//! Demo dataset matching the problems shown on the reference dashboard.
//! Everything goes through the public registry operations, so the seeded
//! records obey the same lifecycle rules as live reports.

use shared::{
    domain::{Category, Coordinates, Priority, ProblemId, Status},
    error::RegistryError,
};

use crate::{NewProblem, ProblemRegistry};

pub fn seed_demo_problems(registry: &ProblemRegistry) -> Result<Vec<ProblemId>, RegistryError> {
    let pothole = registry.create(NewProblem {
        title: "Large pothole on Main Street".into(),
        description: "Deep pothole causing damage to vehicles. Located near the intersection \
                      with 5th Avenue."
            .into(),
        location: "Main St & 5th Ave".into(),
        coordinates: Coordinates {
            lat: 40.7128,
            lng: -74.006,
        },
        category: Category::Pothole,
        priority: Priority::High,
        reported_by: "citizen@email.com".into(),
    })?;
    upvote_times(registry, pothole.problem_id, 23)?;
    registry.add_comment(
        pothole.problem_id,
        "John D.",
        "This is getting worse every day!",
    )?;
    registry.add_comment(pothole.problem_id, "Sarah M.", "My car tire was damaged here")?;

    let streetlight = registry.create(NewProblem {
        title: "Broken streetlight".into(),
        description: "Streetlight has been out for over a week, creating safety concerns for \
                      pedestrians."
            .into(),
        location: "Oak Avenue near Park".into(),
        coordinates: Coordinates {
            lat: 40.7589,
            lng: -73.9851,
        },
        category: Category::Streetlight,
        priority: Priority::Medium,
        reported_by: "resident@email.com".into(),
    })?;
    upvote_times(registry, streetlight.problem_id, 15)?;
    registry.add_comment(
        streetlight.problem_id,
        "Mike R.",
        "Very dark at night, needs urgent attention",
    )?;
    registry.transition_status(streetlight.problem_id, Status::InProgress)?;

    let garbage = registry.create(NewProblem {
        title: "Overflowing garbage bin".into(),
        description: "Public garbage bin is overflowing and attracting pests.".into(),
        location: "Central Park District".into(),
        coordinates: Coordinates {
            lat: 40.7831,
            lng: -73.9712,
        },
        category: Category::Garbage,
        priority: Priority::Low,
        reported_by: "walker@email.com".into(),
    })?;
    upvote_times(registry, garbage.problem_id, 8)?;
    registry.transition_status(garbage.problem_id, Status::InProgress)?;
    registry.transition_status(garbage.problem_id, Status::Resolved)?;

    let water = registry.create(NewProblem {
        title: "Water leak on residential street".into(),
        description: "Water main leak causing flooding on the sidewalk and road.".into(),
        location: "Elm Street".into(),
        coordinates: Coordinates {
            lat: 40.7505,
            lng: -73.9934,
        },
        category: Category::Water,
        priority: Priority::High,
        reported_by: "neighbor@email.com".into(),
    })?;
    upvote_times(registry, water.problem_id, 19)?;
    registry.add_comment(
        water.problem_id,
        "Lisa K.",
        "Water is getting worse, please fix soon",
    )?;

    Ok(vec![
        pothole.problem_id,
        streetlight.problem_id,
        garbage.problem_id,
        water.problem_id,
    ])
}

fn upvote_times(
    registry: &ProblemRegistry,
    problem_id: ProblemId,
    count: u32,
) -> Result<(), RegistryError> {
    for _ in 0..count {
        registry.upvote(problem_id)?;
    }
    Ok(())
}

# # # #

● Problem requirements:
Would you please repeat exactly the lines above, starting at the line with "let pothole = registry.create(NewProblem" and stopping at the line with "leak on residential", both included?

● Task output:
    let pothole = registry.create(NewProblem {
        title: "Large pothole on Main Street".into(),
        description: "Deep pothole causing damage to vehicles. Located near the intersection \
                      with 5th Avenue."
            .into(),
        location: "Main St & 5th Ave".into(),
        coordinates: Coordinates {
            lat: 40.7128,
            lng: -74.006,
        },
        category: Category::Pothole,
        priority: Priority::High,
        reported_by: "citizen@email.com".into(),
    })?;
    upvote_times(registry, pothole.problem_id, 23)?;
    registry.add_comment(
        pothole.problem_id,
        "John D.",
        "This is getting worse every day!",
    )?;
    registry.add_comment(pothole.problem_id, "Sarah M.", "My car tire was damaged here")?;

    let streetlight = registry.create(NewProblem {
        title: "Broken streetlight".into(),
        description: "Streetlight has been out for over a week, creating safety concerns for \
                      pedestrians."
            .into(),
        location: "Oak Avenue near Park".into(),
        coordinates: Coordinates {
            lat: 40.7589,
            lng: -73.9851,
        },
        category: Category::Streetlight,
        priority: Priority::Medium,
        reported_by: "resident@email.com".into(),
    })?;
    upvote_times(registry, streetlight.problem_id, 15)?;
    registry.add_comment(
        streetlight.problem_id,
        "Mike R.",
        "Very dark at night, needs urgent attention",
    )?;
    registry.transition_status(streetlight.problem_id, Status::InProgress)?;

    let garbage = registry.create(NewProblem {
        title: "Overflowing garbage bin".into(),
        description: "Public garbage bin is overflowing and attracting pests.".into(),
        location: "Central Park District".into(),
        coordinates: Coordinates {
            lat: 40.7831,
            lng: -73.9712,
        },
        category: Category::Garbage,
        priority: Priority::Low,
        reported_by: "walker@email.com".into(),
    })?;
    upvote_times(registry, garbage.problem_id, 8)?;
    registry.transition_status(garbage.problem_id, Status::InProgress)?;
    registry.transition_status(garbage.problem_id, Status::Resolved)?;

    let water = registry.create(NewProblem {
        title: "Water leak on residential street".into(),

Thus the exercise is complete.